- _What to produce_: A word-for-word transcription of every record is needed.

- _Data for this exercise_:
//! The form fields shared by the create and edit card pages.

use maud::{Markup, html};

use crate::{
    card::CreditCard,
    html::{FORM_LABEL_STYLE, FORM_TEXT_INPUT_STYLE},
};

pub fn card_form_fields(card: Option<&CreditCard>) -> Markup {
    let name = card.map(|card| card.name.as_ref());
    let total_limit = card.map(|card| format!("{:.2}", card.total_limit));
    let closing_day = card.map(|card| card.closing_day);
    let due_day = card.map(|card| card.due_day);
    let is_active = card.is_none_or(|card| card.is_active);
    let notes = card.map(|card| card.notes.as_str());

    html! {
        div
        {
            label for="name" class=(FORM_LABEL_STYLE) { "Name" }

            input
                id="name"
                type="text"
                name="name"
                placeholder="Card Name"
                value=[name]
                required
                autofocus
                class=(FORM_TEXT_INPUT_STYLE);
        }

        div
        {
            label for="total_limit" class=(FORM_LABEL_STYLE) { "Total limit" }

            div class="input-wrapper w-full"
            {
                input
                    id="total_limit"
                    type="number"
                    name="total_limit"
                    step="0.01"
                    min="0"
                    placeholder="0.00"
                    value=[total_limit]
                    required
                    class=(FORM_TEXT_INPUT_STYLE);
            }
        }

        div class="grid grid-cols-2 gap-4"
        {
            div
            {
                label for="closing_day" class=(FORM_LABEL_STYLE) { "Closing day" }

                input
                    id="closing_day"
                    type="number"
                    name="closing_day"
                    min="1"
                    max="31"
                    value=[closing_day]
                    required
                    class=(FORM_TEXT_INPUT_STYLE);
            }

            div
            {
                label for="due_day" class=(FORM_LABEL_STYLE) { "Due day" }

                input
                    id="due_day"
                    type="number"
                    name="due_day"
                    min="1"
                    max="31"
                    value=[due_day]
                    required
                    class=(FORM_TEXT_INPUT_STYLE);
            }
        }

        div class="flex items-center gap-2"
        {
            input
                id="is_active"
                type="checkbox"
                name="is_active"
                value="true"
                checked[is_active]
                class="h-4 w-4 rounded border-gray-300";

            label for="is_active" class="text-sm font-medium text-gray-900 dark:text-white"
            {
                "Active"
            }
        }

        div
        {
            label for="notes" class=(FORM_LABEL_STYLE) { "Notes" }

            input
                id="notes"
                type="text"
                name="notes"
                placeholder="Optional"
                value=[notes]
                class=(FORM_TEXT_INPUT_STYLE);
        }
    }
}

- _Finished exercise_:
//! The form fields shared by the create and edit card pages.

use maud::{Markup, html};

use crate::{
    card::CreditCard,
    html::{FORM_LABEL_STYLE, FORM_TEXT_INPUT_STYLE},
};

pub fn card_form_fields(card: Option<&CreditCard>) -> Markup {
    let name = card.map(|card| card.name.as_ref());
    let total_limit = card.map(|card| format!("{:.2}", card.total_limit));
    let closing_day = card.map(|card| card.closing_day);
    let due_day = card.map(|card| card.due_day);
    let is_active = card.is_none_or(|card| card.is_active);
    let notes = card.map(|card| card.notes.as_str());

    html! {
        div
        {
            label for="name" class=(FORM_LABEL_STYLE) { "Name" }

            input
                id="name"
                type="text"
                name="name"
                placeholder="Card Name"
                value=[name]
                required
                autofocus
                class=(FORM_TEXT_INPUT_STYLE);
        }

        div
        {
            label for="total_limit" class=(FORM_LABEL_STYLE) { "Total limit" }

            div class="input-wrapper w-full"
            {
                input
                    id="total_limit"
                    type="number"
                    name="total_limit"
                    step="0.01"
                    min="0"
                    placeholder="0.00"
                    value=[total_limit]
                    required
                    class=(FORM_TEXT_INPUT_STYLE);
            }
        }

        div class="grid grid-cols-2 gap-4"
        {
            div
            {
                label for="closing_day" class=(FORM_LABEL_STYLE) { "Closing day" }

                input
                    id="closing_day"
                    type="number"
                    name="closing_day"
                    min="1"
                    max="31"
                    value=[closing_day]
                    required
                    class=(FORM_TEXT_INPUT_STYLE);
            }

            div
            {
                label for="due_day" class=(FORM_LABEL_STYLE) { "Due day" }

                input
                    id="due_day"
                    type="number"
                    name="due_day"
                    min="1"
                    max="31"
                    value=[due_day]
                    required
                    class=(FORM_TEXT_INPUT_STYLE);
            }
        }

        div class="flex items-center gap-2"
        {
            input
                id="is_active"
                type="checkbox"
                name="is_active"
                value="true"
                checked[is_active]
                class="h-4 w-4 rounded border-gray-300";

            label for="is_active" class="text-sm font-medium text-gray-900 dark:text-white"
            {
                "Active"
            }
        }

        div
        {
            label for="notes" class=(FORM_LABEL_STYLE) { "Notes" }

            input
                id="notes"
                type="text"
                name="notes"
                placeholder="Optional"
                value=[notes]
                class=(FORM_TEXT_INPUT_STYLE);
        }
    }
}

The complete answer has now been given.